Meteorologie. - Rund ein Jahr nach "Katrina" und dem Desaster von New Orleans hat im Atlantik wieder die Hurrikan-Saison begonnen. Um der Natur der gewaltigen Stürme besser auf die Spur zu kommen, reisen Forscher bis nach Westafrika - denn hier haben die Hurrikans ihre Geburtsstätten.

Von Volker Mrasek |
    Normalerweise verbindet man mit der Nasa aufwendige Satelliten-Missionen ins Weltall. Doch die US-Raumfahrtbehörde unterhält auch Forschungsflugzeuge. Ihr größtes, eine umgebaute DC-8, schickt sie jetzt quer über den Atlantik auf die Kapverdischen Inseln, vor der Westküste Afrikas. Dort startet die Nasa heute eine rund vierwöchige Messkampagne. Projektleiter ist der Meteorologe Ed Zipser von der University of Utah in den USA:

    "Manchmal dauert es Tage, bis sich aus einer atmosphärischen Störung ein tropischer Wirbelsturm entwickelt. Manchmal passiert das aber auch innerhalb von 24 Stunden. Wir wissen noch nicht, wodurch diese Intensivierung gesteuert wird - warum sie mal so langsam abläuft und mal so zügig."

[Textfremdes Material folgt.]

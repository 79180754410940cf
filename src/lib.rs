//#![no_std]

pub mod acquisition;
pub mod buffer;
pub mod digest;
pub mod error;
pub mod ewf;
pub mod ewf_handle;
pub mod export;
pub mod globber;
pub mod handle;
pub mod information_file;
pub mod pool;
pub mod raw_handle;
pub mod segment_table;
pub mod value_table;

pub use error::{Error, Result};
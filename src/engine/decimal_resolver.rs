// ============================================================================
// Decimal Resolver
// Per-component decimal lookup with failure-isolated fallback
// ============================================================================

use crate::domain::{SolverConfig, TokenAddress, DEFAULT_DECIMALS, REFERENCE_DECIMALS};
use crate::interfaces::DecimalReader;

#[cfg(feature = "async")]
use crate::interfaces::AsyncDecimalReader;
#[cfg(feature = "async")]
use std::sync::Arc;

#[cfg(feature = "serde")]
use serde::{Deserialize, Serialize};

/// Minimum natural unit permitted by a set of component decimals.
///
/// `10^(18 - min(decimals))`. An empty slice counts as decimal 0 and yields
/// `10^18`; decimals above 18 clamp the exponent at 0.
pub fn minimum_natural_unit(decimals: &[u8]) -> u128 {
    let min_decimal = decimals.iter().copied().min().unwrap_or(0);
    10u128.pow(u32::from(REFERENCE_DECIMALS.saturating_sub(min_decimal)))
}

/// Outcome of resolving decimals for an ordered list of components.
#[derive(Debug, Clone, PartialEq, Eq)]
#[cfg_attr(feature = "serde", derive(Serialize, Deserialize))]
pub struct ResolvedDecimals {
    /// `None` where the lookup failed
    lookups: Vec<Option<u8>>,
    default_decimals: u8,
}

impl ResolvedDecimals {
    pub fn new(lookups: Vec<Option<u8>>, default_decimals: u8) -> Self {
        Self {
            lookups,
            default_decimals,
        }
    }

    /// Decimals per component, failed lookups replaced by the default.
    pub fn decimals(&self) -> Vec<u8> {
        self.lookups
            .iter()
            .map(|lookup| lookup.unwrap_or(self.default_decimals))
            .collect()
    }

    /// Indices of components whose lookup failed.
    pub fn failed(&self) -> Vec<usize> {
        self.lookups
            .iter()
            .enumerate()
            .filter_map(|(index, lookup)| lookup.is_none().then_some(index))
            .collect()
    }

    pub fn all_succeeded(&self) -> bool {
        self.lookups.iter().all(Option::is_some)
    }

    pub fn len(&self) -> usize {
        self.lookups.len()
    }

    pub fn is_empty(&self) -> bool {
        self.lookups.is_empty()
    }

    /// Minimum natural unit for basket creation.
    ///
    /// A failed lookup means the component's granularity is unknown, so the
    /// minimum decimal is taken as 0 and the floor becomes `10^18`.
    pub fn minimum_natural_unit(&self) -> u128 {
        if !self.all_succeeded() {
            return minimum_natural_unit(&[]);
        }
        minimum_natural_unit(&self.decimals())
    }
}

/// Resolves component decimals through a [`DecimalReader`].
///
/// Each component is read independently; a failure is logged and replaced
/// by the configured default without affecting the other components.
#[derive(Debug, Clone, Copy, PartialEq, Eq)]
pub struct DecimalResolver {
    default_decimals: u8,
}

impl DecimalResolver {
    pub fn new(default_decimals: u8) -> Self {
        Self { default_decimals }
    }

    pub fn from_config(config: &SolverConfig) -> Self {
        Self::new(config.default_decimals)
    }

    pub fn default_decimals(&self) -> u8 {
        self.default_decimals
    }

    /// Read decimals one component after another.
    pub fn resolve<R>(&self, reader: &R, components: &[TokenAddress]) -> ResolvedDecimals
    where
        R: DecimalReader + ?Sized,
    {
        let lookups = components
            .iter()
            .map(|token| self.read_one(reader, token))
            .collect();

        ResolvedDecimals::new(lookups, self.default_decimals)
    }

    /// Read decimals for all components in parallel on scoped threads.
    ///
    /// The call returns once every read has completed or fallen back. A
    /// reader that panics for one token only affects that token.
    pub fn resolve_concurrent<R>(&self, reader: &R, components: &[TokenAddress]) -> ResolvedDecimals
    where
        R: DecimalReader + ?Sized,
    {
        let lookups = crossbeam::thread::scope(|scope| {
            let handles: Vec<_> = components
                .iter()
                .map(|token| scope.spawn(move |_| self.read_one(reader, token)))
                .collect();

            handles
                .into_iter()
                .zip(components)
                .map(|(handle, token)| {
                    handle.join().unwrap_or_else(|_| {
                        tracing::warn!(
                            "Decimals lookup for {} panicked, defaulting to {}",
                            token,
                            self.default_decimals
                        );
                        None
                    })
                })
                .collect::<Vec<_>>()
        })
        .unwrap_or_else(|_| vec![None; components.len()]);

        ResolvedDecimals::new(lookups, self.default_decimals)
    }

    /// Read decimals for all components as independent tokio tasks.
    #[cfg(feature = "async")]
    pub async fn resolve_async<R>(
        &self,
        reader: Arc<R>,
        components: &[TokenAddress],
    ) -> ResolvedDecimals
    where
        R: AsyncDecimalReader,
    {
        let mut tasks = tokio::task::JoinSet::new();
        for (index, token) in components.iter().copied().enumerate() {
            let reader = Arc::clone(&reader);
            tasks.spawn(async move {
                let lookup = AsyncDecimalReader::read_decimals(&*reader, token).await;
                (index, token, lookup)
            });
        }

        let mut lookups = vec![None; components.len()];
        while let Some(joined) = tasks.join_next().await {
            match joined {
                Ok((index, _, Ok(decimals))) => lookups[index] = Some(decimals),
                Ok((_, token, Err(err))) => {
                    tracing::warn!(
                        "Decimals lookup failed for {}: {}, defaulting to {}",
                        token,
                        err,
                        self.default_decimals
                    );
                }
                Err(err) => {
                    tracing::warn!(
                        "Decimals lookup task failed: {}, defaulting to {}",
                        err,
                        self.default_decimals
                    );
                }
            }
        }

        ResolvedDecimals::new(lookups, self.default_decimals)
    }

    fn read_one<R>(&self, reader: &R, token: &TokenAddress) -> Option<u8>
    where
        R: DecimalReader + ?Sized,
    {
        match DecimalReader::read_decimals(reader, token) {
            Ok(decimals) => {
                tracing::trace!("Read {} decimals for {}", decimals, token);
                Some(decimals)
            }
            Err(err) => {
                tracing::warn!(
                    "Decimals lookup failed for {}: {}, defaulting to {}",
                    token,
                    err,
                    self.default_decimals
                );
                None
            }
        }
    }
}

impl Default for DecimalResolver {
    fn default() -> Self {
        Self::new(DEFAULT_DECIMALS)
    }
}

/// Resolve decimals with the default fallback of 18.
pub fn resolve_decimals<R>(reader: &R, components: &[TokenAddress]) -> ResolvedDecimals
where
    R: DecimalReader + ?Sized,
{
    DecimalResolver::default().resolve(reader, components)
}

    Über dem Atlantik hat die Hurrikan-Saison schon wieder begonnen. In Westafrika gilt das gleiche für die diesjährige Monsun- und Regenzeit. Beides hat miteinander zu tun:

    "Nirgendwo sonst auf der Erde entstehen so viele atmosphärische Störungen wie in Afrika während des Sommer-Monsuns. Das kommt durch den starken Temperatur-Unterschied zwischen dem Atlantischen Ozean und der Sahara. Dadurch entstehen starke Bodenwinde. Sie erzeugen die atmosphärischen Störungen, aus denen dann über dem Atlantik tropische Wellen werden, wie wir sie nennen."

    Diese tropischen Wellen erstrecken sich oft über Hunderte von Kilometern. Wenn der Atlantik warm genug ist und sich dazu noch Sommergewitter mit aufsteigenden Luftmassen einstellen, dann werden aus diesen atmosphärischen Wellen rotierende Tiefdruckwirbel. Sie driften weiter westwärts auf Amerika zu und können am Ende Hurrikans hervorbringen. Wenn Meteorologe Zisper und seine Kollegen jetzt Messflüge durch den Monsun absolvieren, dann begeben sie sich also in eine der wichtigsten Geburtsstätten atlantischer Wirbelstürme ...

    "Es gibt zwei Thesen zur Hurrikan-Entstehung. Eine besagt, dass die Eigenschaften der Ausgangsstörung wie über Westafrika maßgeblich sind. Die ursprüngliche atmosphärische Welle müsse nur groß genug sein, dann entwickle sich aus ihr am Ende auch ein Hurrikan. Nach der anderen Theorie genügt das jedoch nicht. Danach braucht man nicht nur dieses riesige Tiefdruckgebiet, sondern auch noch zusätzliche Störungen durch kleinere Verwirbelungen über dem Ozean, vergleichbar vielleicht mit Tornados."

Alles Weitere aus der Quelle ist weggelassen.